§ **PROBLEM REQUIREMENTS**
Your task is to copy all of the entries exactly as they are given.
***** GIVEN ENTRIES *****
// Copyright 2025 Johann Kempter
//
// Licensed under the Apache License, Version 2.0 (the "License");
// you may not use this file except in compliance with the License.
// You may obtain a copy of the License at
//
//     http://www.apache.org/licenses/LICENSE-2.0
//
// Unless required by applicable law or agreed to in writing, software
// distributed under the License is distributed on an "AS IS" BASIS,
// WITHOUT WARRANTIES OR CONDITIONS OF ANY KIND, either express or implied.
// See the License for the specific language governing permissions and
// limitations under the License.
//
// SPDX-License-Identifier: Apache-2.0

#![doc(html_no_source)]
#![deny(missing_docs)]
//#![deny(unsafe_code)]
// Executing data as machine code is the subject of this crate, so unsafe is
// structural rather than incidental:
// - 'payload.rs' transmutes region addresses into function pointers
// - the 'region' types own raw mmap/shmat/alloc pointers
// - 'signal.rs' reports faults through raw write(2)/_exit(2)

//! # execprobe
//!
//! [![Crates.io](https://img.shields.io/crates/v/execprobe.svg)](https://crates.io/crates/execprobe)
//! [![Documentation](https://docs.rs/execprobe/badge.svg)](https://docs.rs/execprobe)
//! [![License](https://img.shields.io/badge/license-Apache--2.0-blue.svg)](https://github.com/BinFlip/execprobe/blob/main/LICENSE-APACHE)
//!
//! A diagnostic utility that demonstrates, for each of the classic memory
//! region types — static data, bss, stack, heap, anonymous mappings, and
//! shared memory (POSIX and System V) — whether the operating system will
//! execute machine code placed there, and which page-protection adjustments
//! make it succeed.
//!
//! The tool exists to make NX/DEP and W^X policy observable: every probe
//! copies the same few bytes of hand-assembled machine code into a region
//! obtained through a different OS primitive and jumps to them. On modern
//! hardware the data, bss, stack, and plain heap variants die with a fault,
//! and the variants that request or acquire the execute bit succeed — but
//! the point is to measure, not to assume.
//!
//! ## Features
//!
//! - **🗺️ Thirteen probe modes** - every combination of region and protection
//!   path the classic experiment covers, from `data` to `shmget-rw-x`
//! - **🧹 No residue** - shared-memory names and segment ids are retired
//!   before any payload runs, so even a faulting probe leaves the system
//!   clean
//! - **🚦 Orderly faults** - SIGSEGV/SIGBUS/SIGILL are trapped by an
//!   async-signal-safe handler that reports the faulting address and exits
//!   with status 1
//! - **🔍 Inspectable** - debug logging of every region address and
//!   protection transition through the `log` facade
//!
//! ## Quick Start
//!
//! ```rust,no_run
//! use std::str::FromStr;
//!
//! use execprobe::{payload, Probe};
//!
//! execprobe::signal::install_fault_handlers()?;
//!
//! let probe = Probe::from_str("mmap-rw-x")?;
//! let returned = probe.run()?;
//! assert_eq!(returned, payload::RETURN_VALUE);
//! # Ok::<(), Box<dyn std::error::Error>>(())
//! ```
//!
//! A probe either returns the payload's value, fails with an [`Error`]
//! naming the OS call that refused, or — when the platform denies execution
//! outright — never returns because the fault handler terminates the
//! process. Callers that want to survive a denied probe must run it in a
//! child process; the bundled CLI is exactly such a wrapper around one probe
//! per invocation.
//!
//! ## Architecture
//!
//! - [`payload`] - the machine-code bytes under test and their invocation
//! - [`region`] - RAII owners for each allocation primitive, plus page and
//!   protection plumbing
//! - [`probe`] - the thirteen probe routines and the [`Probe`] mode
//!   vocabulary
//! - [`signal`] - the fault handler
//! - [`Error`] and [`Result`] - error handling for everything above
//!
//! Probes share no state; a process run executes one probe and exits.

#[cfg(not(target_os = "linux"))]
compile_error!("execprobe probes Linux memory policy and only builds on Linux");

mod error;
pub mod payload;
pub mod probe;
pub mod region;
pub mod signal;

pub use crate::error::{Error, Result};
pub use crate::probe::Probe;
*****
§ **RESPONSE TO THE EXERCISE**
// Copyright 2025 Johann Kempter
//
// Licensed under the Apache License, Version 2.0 (the "License");
// you may not use this file except in compliance with the License.
// You may obtain a copy of the License at
//
//     http://www.apache.org/licenses/LICENSE-2.0
//
// Unless required by applicable law or agreed to in writing, software
// distributed under the License is distributed on an "AS IS" BASIS,
// WITHOUT WARRANTIES OR CONDITIONS OF ANY KIND, either express or implied.
// See the License for the specific language governing permissions and
// limitations under the License.
//
// SPDX-License-Identifier: Apache-2.0

#![doc(html_no_source)]
#![deny(missing_docs)]
//#![deny(unsafe_code)]
// Executing data as machine code is the subject of this crate, so unsafe is
// structural rather than incidental:
// - 'payload.rs' transmutes region addresses into function pointers
// - the 'region' types own raw mmap/shmat/alloc pointers
// - 'signal.rs' reports faults through raw write(2)/_exit(2)

//! # execprobe
//!
//! [![Crates.io](https://img.shields.io/crates/v/execprobe.svg)](https://crates.io/crates/execprobe)
//! [![Documentation](https://docs.rs/execprobe/badge.svg)](https://docs.rs/execprobe)
//! [![License](https://img.shields.io/badge/license-Apache--2.0-blue.svg)](https://github.com/BinFlip/execprobe/blob/main/LICENSE-APACHE)
//!
//! A diagnostic utility that demonstrates, for each of the classic memory
//! region types — static data, bss, stack, heap, anonymous mappings, and
//! shared memory (POSIX and System V) — whether the operating system will
//! execute machine code placed there, and which page-protection adjustments
//! make it succeed.
//!
//! The tool exists to make NX/DEP and W^X policy observable: every probe
//! copies the same few bytes of hand-assembled machine code into a region
//! obtained through a different OS primitive and jumps to them. On modern
//! hardware the data, bss, stack, and plain heap variants die with a fault,
//! and the variants that request or acquire the execute bit succeed — but
//! the point is to measure, not to assume.
//!
//! ## Features
//!
//! - **🗺️ Thirteen probe modes** - every combination of region and protection
//!   path the classic experiment covers, from `data` to `shmget-rw-x`
//! - **🧹 No residue** - shared-memory names and segment ids are retired
//!   before any payload runs, so even a faulting probe leaves the system
//!   clean
//! - **🚦 Orderly faults** - SIGSEGV/SIGBUS/SIGILL are trapped by an
//!   async-signal-safe handler that reports the faulting address and exits
//!   with status 1
//! - **🔍 Inspectable** - debug logging of every region address and
//!   protection transition through the `log` facade
//!
//! ## Quick Start
//!
//! ```rust,no_run
//! use std::str::FromStr;
//!
//! use execprobe::{payload, Probe};
//!
//! execprobe::signal::install_fault_handlers()?;
//!
//! let probe = Probe::from_str("mmap-rw-x")?;
//! let returned = probe.run()?;
//! assert_eq!(returned, payload::RETURN_VALUE);
//! # Ok::<(), Box<dyn std::error::Error>>(())
//! ```
//!
//! A probe either returns the payload's value, fails with an [`Error`]
//! naming the OS call that refused, or — when the platform denies execution
//! outright — never returns because the fault handler terminates the
//! process. Callers that want to survive a denied probe must run it in a
//! child process; the bundled CLI is exactly such a wrapper around one probe
//! per invocation.
//!
//! ## Architecture
//!
//! - [`payload`] - the machine-code bytes under test and their invocation
//! - [`region`] - RAII owners for each allocation primitive, plus page and
//!   protection plumbing
//! - [`probe`] - the thirteen probe routines and the [`Probe`] mode
//!   vocabulary
//! - [`signal`] - the fault handler
//! - [`Error`] and [`Result`] - error handling for everything above
//!
//! Probes share no state; a process run executes one probe and exits.

#[cfg(not(target_os = "linux"))]
compile_error!("execprobe probes Linux memory policy and only builds on Linux");

mod error;
pub mod payload;
pub mod probe;
pub mod region;
pub mod signal;

pub use crate::error::{Error, Result};
pub use crate::probe::Probe;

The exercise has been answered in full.